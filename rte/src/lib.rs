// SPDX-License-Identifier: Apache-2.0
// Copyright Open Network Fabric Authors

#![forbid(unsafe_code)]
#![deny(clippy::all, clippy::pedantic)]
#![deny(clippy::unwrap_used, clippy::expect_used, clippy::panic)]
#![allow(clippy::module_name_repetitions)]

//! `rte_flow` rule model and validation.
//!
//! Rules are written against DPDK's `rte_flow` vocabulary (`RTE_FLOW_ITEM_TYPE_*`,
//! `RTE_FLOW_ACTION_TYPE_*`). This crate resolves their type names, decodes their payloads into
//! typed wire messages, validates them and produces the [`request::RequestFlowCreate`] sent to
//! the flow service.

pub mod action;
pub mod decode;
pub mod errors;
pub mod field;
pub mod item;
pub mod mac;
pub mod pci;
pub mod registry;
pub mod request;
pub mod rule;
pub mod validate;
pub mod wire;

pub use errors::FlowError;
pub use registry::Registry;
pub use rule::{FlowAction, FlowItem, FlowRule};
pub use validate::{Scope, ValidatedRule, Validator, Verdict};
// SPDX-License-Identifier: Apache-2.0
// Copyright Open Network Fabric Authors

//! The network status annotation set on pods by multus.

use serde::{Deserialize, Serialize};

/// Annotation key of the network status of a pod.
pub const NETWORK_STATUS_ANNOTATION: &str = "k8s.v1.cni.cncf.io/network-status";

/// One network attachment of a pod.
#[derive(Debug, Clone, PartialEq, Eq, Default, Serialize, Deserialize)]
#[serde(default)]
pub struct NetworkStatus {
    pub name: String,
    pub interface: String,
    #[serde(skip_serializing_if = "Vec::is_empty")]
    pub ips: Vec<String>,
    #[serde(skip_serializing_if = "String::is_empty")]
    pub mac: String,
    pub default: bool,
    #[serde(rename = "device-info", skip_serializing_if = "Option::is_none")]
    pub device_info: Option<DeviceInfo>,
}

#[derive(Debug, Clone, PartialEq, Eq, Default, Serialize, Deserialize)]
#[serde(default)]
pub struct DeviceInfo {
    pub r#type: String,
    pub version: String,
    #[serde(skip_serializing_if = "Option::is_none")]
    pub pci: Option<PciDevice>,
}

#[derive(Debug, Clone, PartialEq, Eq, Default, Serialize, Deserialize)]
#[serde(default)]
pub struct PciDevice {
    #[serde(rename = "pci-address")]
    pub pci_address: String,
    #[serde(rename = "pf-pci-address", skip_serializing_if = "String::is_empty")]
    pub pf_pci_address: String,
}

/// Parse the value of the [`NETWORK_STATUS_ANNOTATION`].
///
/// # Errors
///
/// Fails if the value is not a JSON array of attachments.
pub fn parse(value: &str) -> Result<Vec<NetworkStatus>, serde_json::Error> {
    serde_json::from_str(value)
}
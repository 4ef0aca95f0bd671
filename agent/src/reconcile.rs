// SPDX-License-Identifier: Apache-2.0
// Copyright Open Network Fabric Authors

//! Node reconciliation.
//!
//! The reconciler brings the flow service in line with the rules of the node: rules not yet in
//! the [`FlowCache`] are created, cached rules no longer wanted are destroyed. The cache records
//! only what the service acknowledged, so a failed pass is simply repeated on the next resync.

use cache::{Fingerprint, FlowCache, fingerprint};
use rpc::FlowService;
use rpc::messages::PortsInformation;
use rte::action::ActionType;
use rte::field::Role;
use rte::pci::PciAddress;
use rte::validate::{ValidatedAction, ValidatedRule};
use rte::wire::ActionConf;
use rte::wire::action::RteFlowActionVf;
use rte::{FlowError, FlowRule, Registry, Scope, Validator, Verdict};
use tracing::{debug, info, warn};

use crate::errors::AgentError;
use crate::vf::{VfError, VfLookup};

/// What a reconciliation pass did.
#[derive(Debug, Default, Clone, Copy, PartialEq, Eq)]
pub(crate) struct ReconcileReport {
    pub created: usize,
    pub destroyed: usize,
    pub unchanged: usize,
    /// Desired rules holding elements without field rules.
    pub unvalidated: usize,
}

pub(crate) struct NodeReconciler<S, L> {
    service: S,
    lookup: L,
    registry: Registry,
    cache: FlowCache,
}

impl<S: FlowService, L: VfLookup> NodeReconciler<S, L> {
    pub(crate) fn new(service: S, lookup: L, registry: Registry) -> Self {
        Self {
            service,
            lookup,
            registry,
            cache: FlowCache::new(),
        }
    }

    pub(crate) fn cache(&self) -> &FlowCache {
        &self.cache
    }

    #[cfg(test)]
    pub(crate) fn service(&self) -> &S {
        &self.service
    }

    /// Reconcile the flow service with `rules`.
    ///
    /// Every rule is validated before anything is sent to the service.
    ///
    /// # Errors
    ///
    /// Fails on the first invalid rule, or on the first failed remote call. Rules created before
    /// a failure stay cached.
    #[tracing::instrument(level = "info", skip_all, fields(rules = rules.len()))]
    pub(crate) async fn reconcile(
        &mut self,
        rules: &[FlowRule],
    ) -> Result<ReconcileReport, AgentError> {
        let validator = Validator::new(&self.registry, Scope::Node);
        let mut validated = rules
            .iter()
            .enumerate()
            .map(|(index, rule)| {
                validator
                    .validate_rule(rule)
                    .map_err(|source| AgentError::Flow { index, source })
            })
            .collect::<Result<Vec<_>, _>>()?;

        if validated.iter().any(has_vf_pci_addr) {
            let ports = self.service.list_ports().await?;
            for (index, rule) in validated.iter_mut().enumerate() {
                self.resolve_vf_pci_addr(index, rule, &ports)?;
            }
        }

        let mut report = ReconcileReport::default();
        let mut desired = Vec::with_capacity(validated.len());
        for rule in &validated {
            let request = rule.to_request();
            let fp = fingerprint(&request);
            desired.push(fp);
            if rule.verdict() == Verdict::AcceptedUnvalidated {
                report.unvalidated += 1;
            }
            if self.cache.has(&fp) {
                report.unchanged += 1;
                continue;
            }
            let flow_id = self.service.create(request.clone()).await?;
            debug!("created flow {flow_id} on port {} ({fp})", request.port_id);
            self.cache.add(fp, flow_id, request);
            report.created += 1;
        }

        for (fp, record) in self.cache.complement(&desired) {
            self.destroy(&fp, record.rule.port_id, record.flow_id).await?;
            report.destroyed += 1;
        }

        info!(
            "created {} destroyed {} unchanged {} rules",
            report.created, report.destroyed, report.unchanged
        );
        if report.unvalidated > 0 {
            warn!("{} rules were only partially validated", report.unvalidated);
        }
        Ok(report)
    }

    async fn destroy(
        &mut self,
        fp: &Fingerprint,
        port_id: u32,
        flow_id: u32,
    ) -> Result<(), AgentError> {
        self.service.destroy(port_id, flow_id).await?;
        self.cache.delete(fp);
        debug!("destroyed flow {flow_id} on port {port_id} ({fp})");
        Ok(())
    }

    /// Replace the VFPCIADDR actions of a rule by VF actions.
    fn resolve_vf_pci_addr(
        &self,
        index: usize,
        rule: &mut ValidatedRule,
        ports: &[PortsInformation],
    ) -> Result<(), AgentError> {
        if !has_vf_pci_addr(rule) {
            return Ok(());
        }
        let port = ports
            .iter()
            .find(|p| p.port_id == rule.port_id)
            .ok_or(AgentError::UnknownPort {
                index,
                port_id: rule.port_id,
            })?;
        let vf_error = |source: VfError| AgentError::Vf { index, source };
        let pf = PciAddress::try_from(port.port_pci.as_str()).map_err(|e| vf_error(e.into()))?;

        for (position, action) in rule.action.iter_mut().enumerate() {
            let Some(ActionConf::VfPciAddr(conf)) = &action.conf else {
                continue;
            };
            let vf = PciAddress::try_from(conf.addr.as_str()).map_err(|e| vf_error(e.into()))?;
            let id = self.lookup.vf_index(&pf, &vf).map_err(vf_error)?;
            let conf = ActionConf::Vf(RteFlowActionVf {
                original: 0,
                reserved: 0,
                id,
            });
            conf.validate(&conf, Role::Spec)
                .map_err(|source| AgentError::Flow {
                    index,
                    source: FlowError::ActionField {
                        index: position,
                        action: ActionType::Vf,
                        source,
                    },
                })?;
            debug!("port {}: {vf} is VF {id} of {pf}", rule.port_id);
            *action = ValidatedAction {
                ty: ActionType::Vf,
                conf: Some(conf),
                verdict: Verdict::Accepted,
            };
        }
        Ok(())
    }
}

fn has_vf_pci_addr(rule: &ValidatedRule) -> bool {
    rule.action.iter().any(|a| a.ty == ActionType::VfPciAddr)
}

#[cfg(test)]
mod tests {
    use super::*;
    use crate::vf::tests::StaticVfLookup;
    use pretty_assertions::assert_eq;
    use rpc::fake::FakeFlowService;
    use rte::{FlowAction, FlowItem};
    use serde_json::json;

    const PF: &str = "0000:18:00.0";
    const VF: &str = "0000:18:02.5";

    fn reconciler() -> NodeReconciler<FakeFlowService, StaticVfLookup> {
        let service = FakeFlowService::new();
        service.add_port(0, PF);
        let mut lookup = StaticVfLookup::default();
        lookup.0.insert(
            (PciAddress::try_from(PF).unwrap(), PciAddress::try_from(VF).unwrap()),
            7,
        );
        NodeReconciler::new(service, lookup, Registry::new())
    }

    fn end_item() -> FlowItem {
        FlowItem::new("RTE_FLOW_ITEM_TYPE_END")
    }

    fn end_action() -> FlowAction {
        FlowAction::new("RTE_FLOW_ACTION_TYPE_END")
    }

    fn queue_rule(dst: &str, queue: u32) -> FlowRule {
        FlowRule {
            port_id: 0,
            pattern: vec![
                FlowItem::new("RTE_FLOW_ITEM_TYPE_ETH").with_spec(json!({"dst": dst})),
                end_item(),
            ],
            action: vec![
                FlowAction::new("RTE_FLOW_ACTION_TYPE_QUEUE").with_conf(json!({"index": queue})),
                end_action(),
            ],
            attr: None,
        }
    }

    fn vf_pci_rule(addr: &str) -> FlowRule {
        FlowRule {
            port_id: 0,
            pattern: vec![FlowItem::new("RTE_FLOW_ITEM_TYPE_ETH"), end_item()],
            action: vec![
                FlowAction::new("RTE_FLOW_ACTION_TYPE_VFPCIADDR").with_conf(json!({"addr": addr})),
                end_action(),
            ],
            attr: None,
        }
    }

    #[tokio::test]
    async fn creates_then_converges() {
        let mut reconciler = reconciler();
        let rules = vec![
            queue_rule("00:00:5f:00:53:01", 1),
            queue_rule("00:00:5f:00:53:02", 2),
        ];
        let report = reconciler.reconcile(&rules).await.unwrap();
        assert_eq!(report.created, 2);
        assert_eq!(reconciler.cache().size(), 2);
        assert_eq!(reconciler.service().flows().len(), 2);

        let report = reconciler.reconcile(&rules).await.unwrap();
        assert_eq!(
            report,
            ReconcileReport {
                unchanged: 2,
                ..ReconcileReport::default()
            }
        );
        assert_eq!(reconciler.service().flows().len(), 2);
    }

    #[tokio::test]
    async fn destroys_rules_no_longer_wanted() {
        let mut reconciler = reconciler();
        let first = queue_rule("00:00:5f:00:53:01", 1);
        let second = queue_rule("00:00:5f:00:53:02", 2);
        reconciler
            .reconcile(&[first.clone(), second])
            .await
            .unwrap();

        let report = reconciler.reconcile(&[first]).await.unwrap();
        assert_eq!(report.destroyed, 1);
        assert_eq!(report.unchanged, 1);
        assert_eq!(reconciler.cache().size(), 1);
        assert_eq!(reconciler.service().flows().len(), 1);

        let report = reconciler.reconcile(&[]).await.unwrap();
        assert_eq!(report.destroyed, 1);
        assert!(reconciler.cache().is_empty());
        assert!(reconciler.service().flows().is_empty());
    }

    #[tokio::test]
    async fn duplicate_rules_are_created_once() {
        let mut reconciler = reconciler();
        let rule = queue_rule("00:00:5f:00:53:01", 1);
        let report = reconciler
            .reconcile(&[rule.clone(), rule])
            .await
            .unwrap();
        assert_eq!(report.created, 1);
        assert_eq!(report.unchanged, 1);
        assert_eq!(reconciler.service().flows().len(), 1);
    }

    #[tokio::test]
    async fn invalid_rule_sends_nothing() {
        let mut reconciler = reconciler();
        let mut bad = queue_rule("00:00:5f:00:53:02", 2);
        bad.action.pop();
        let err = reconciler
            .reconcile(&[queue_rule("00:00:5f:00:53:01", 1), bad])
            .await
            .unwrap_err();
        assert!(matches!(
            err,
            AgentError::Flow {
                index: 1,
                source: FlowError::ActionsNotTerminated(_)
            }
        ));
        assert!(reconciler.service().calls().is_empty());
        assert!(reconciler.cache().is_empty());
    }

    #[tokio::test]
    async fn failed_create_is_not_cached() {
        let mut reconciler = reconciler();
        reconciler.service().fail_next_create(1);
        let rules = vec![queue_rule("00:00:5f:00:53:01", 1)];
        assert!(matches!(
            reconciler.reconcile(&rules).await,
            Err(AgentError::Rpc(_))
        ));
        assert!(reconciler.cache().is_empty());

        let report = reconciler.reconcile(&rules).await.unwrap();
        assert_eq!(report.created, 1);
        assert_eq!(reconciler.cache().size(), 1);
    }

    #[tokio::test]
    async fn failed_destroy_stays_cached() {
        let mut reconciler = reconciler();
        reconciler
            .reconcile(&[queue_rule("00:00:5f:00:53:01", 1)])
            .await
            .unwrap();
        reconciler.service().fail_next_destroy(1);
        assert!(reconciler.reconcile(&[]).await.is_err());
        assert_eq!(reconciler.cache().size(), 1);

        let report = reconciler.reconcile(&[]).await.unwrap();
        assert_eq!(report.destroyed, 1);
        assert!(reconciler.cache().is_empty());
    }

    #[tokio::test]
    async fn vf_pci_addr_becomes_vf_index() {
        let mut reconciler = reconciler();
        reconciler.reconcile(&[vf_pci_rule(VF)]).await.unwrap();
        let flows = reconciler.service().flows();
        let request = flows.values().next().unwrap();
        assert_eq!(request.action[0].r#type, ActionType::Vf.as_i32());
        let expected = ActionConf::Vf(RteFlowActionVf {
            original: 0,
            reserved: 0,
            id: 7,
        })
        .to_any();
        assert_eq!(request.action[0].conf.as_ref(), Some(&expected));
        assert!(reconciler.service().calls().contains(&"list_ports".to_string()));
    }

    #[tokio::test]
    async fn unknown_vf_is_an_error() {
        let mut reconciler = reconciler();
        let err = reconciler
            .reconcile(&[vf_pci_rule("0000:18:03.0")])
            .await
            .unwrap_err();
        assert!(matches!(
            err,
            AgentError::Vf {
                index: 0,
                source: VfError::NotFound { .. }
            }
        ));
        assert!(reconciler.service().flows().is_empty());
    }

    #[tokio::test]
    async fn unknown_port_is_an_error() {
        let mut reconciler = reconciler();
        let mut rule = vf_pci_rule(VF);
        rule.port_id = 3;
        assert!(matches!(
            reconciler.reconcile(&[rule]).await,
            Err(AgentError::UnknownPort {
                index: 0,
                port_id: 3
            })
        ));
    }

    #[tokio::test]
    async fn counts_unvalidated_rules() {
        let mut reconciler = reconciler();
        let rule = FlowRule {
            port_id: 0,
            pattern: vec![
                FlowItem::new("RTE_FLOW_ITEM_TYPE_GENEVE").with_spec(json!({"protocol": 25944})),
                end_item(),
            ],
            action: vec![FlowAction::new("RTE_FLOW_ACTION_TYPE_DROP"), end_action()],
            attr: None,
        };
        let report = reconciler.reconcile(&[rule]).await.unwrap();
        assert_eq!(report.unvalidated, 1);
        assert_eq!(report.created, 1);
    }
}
========================
Task to carry out => For every line in the listing above that mentions the word "Option", make a copy.

Exercise answer =>
    #[serde(rename = "device-info", skip_serializing_if = "Option::is_none")]
    pub device_info: Option<DeviceInfo>,
    #[serde(skip_serializing_if = "Option::is_none")]
    pub pci: Option<PciDevice>,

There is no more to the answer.